Power lines to stay above ground in latest 4100 South redesign
May 09, 2018 05:18PM ● Published by Travis Barton
Power lines will remain above ground as part of 4100 South reconstruction plan. (Travis Barton/City Journals)
By Travis Barton | email@example.com
Plans to reconstruct 4100 South between Bangerter Highway and 5600 West are on schedule, according to city engineer Dan Johnson. But those plans will not include burying the power lines underground for aesthetic purposes.
Currently working towards the final design of the almost 2-mile long project, Johnson received an informal 4-2 vote from the city council during its April 3 study meeting to not include burying power lines along 4100 South.
To bury them would cost $3.5 million. Power poles would have remained in place as would the highest wires (power transmission wires) as part of the project.
The biggest benefits, Johnson explained to the council, was an improved aesthetic and it might be the only chance in the next few decades to remove the wires due to such high costs (it would cost $14 million to put all wires underground). He said with the road being completely redone—plans include digging 23 inches to replace asphalt and even the dirt underneath—this might be the best time to do it.
The biggest cons, Johnson said, is the cost and transformer boxes being placed on resident property every five or six houses. It could also mean using that $3.5 million on road reconstruction in other places.
Councilman Tom Huynh voted against the idea saying with technology constantly improving, they may have a more effective way to bury the lines in 10 years.
Mayor Ron Bigelow said from his experiences talking to the residents along the street, they were concerned about road quality rather than removing power lines.
“It’s all about choices between good things…but which is more important to the majority of the people?” Bigelow said. “That is one of our primary functions is taking care of the roads.”
Councilman Steve Buhler said he would like no wires, but didn’t see a large enough difference to proceed. “I’m not sure that a pole with four wires is whole lot different than one with eight (wires),” he said.
Power lines were buried in a similar project along 3500 South, City Manager Wayne Pyle said, and made a “huge difference” visually.
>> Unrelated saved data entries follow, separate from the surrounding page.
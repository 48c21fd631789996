//! Command-line interface.
//!
//! Every startup value can come from a flag or its environment variable, so
//! the bot runs unchanged from a shell, a `.env` file, or a container definition.

use crate::LoggingConfig;
use appfinder_cache::{CacheAuth, RedisConfig};
use appfinder_error::ConfigError;
use clap::{ArgAction, Parser, builder::BoolishValueParser};
use std::fmt;
use std::path::PathBuf;

/// Command-line arguments for the bot.
#[derive(Parser, Clone)]
#[command(name = "appfinder")]
#[command(about = "AppFinder - Search the app catalog from Telegram")]
#[command(version)]
pub struct Cli {
    /// Telegram bot token
    #[arg(long, env = "APPFINDER_BOT_TOKEN", hide_env_values = true)]
    pub bot_token: String,

    /// File that receives the log stream
    #[arg(long, env = "APPFINDER_LOG_FILE")]
    pub log_file: PathBuf,

    /// Redis address (`host:port` or `redis://` URL)
    #[arg(long, env = "APPFINDER_REDIS_HOST")]
    pub redis_host: String,

    /// Redis password (may be empty when authentication is ignored)
    #[arg(
        long,
        env = "APPFINDER_REDIS_PASSWORD",
        hide_env_values = true,
        default_value = ""
    )]
    pub redis_password: String,

    /// Connect to Redis without authentication
    #[arg(
        long,
        env = "APPFINDER_IGNORE_REDIS_PASSWORD",
        value_parser = BoolishValueParser::new(),
        action = ArgAction::Set
    )]
    pub ignore_redis_password: bool,

    /// Settings file (defaults to ./appfinder.toml if present)
    #[arg(short, long)]
    pub config: Option<PathBuf>,

    /// Log at debug level
    #[arg(short, long)]
    pub verbose: bool,

    /// Emit logs as JSON lines
    #[arg(long)]
    pub json_logs: bool,
}

impl fmt::Debug for Cli {
    fn fmt(&self, f: &mut fmt::Formatter<'_>) -> fmt::Result {
        f.debug_struct("Cli")
            .field("bot_token", &format_args!("<{} chars>", self.bot_token.len()))
            .field("log_file", &self.log_file)
            .field("redis_host", &self.redis_host)
            .field("redis_password", &"<redacted>")
            .field("ignore_redis_password", &self.ignore_redis_password)
            .field("config", &self.config)
            .field("verbose", &self.verbose)
            .field("json_logs", &self.json_logs)
            .finish()
    }
}

impl Cli {
    /// Resolve how the cache connection authenticates.
    ///
    /// # Errors
    /// Returns an error when authentication is enabled but no password was given.
    pub fn cache_auth(&self) -> Result<CacheAuth, ConfigError> {
        if self.ignore_redis_password {
            return Ok(CacheAuth::Disabled);
        }
        if self.redis_password.is_empty() {
            return Err(ConfigError::new(
                "Redis password is required unless APPFINDER_IGNORE_REDIS_PASSWORD is true",
            ));
        }
        Ok(CacheAuth::Password(self.redis_password.clone()))
    }

    /// Cache connection settings.
    pub fn redis_config(&self) -> Result<RedisConfig, ConfigError> {
        Ok(RedisConfig::new(self.redis_host.clone(), self.cache_auth()?))
    }

    /// Logging settings derived from the flags.
    pub fn logging(&self) -> LoggingConfig {
        LoggingConfig::new(self.log_file.clone())
            .with_level(if self.verbose { "debug" } else { "info" })
            .with_json(self.json_logs)
    }
}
He also said the cost is probably an overestimation considering their history with comparable projects.
Councilman Lars Nordfelt said that improving the aesthetics would augment the quality of the surrounding neighborhoods. “This is a good thing to invest in.” While Councilman Jake Fitisemanu Jr. said that “if it’s a once-in-a-30-year-stretch, let’s do it now.”
Resident Mike Markham told the city council he was in favor of the aesthetic choice during the city council meeting on April 3. He said it should be done with extra conduit buried in case they needed to be revisited. It wouldn’t need “to tear everything out again.”
“Let’s do it right the first time so we don’t have to go back a second time,” Markham said. “If we’re going to spend the money to do that road, let’s plan ahead for a little bit of possible growth.”
Other instruction was given to Johnson regarding fences along 4100 South. Johnson explained they would like to do a “beautification process” improving fences where possible. The aim is to make them long lasting meaning masonry or wrought iron fences.
Pyle said they would approach homeowners and reimburse them to replace their fence, but the new fences would have to match certain standards. Doing so would thereby match the rest of the street. This gives homeowners the option to do so with defrayed costs.
Fences certain to be replaced are those in areas where the road will be widened and the fences will have to be removed. The council informally voted unanimously for consistent fencing along the roadway.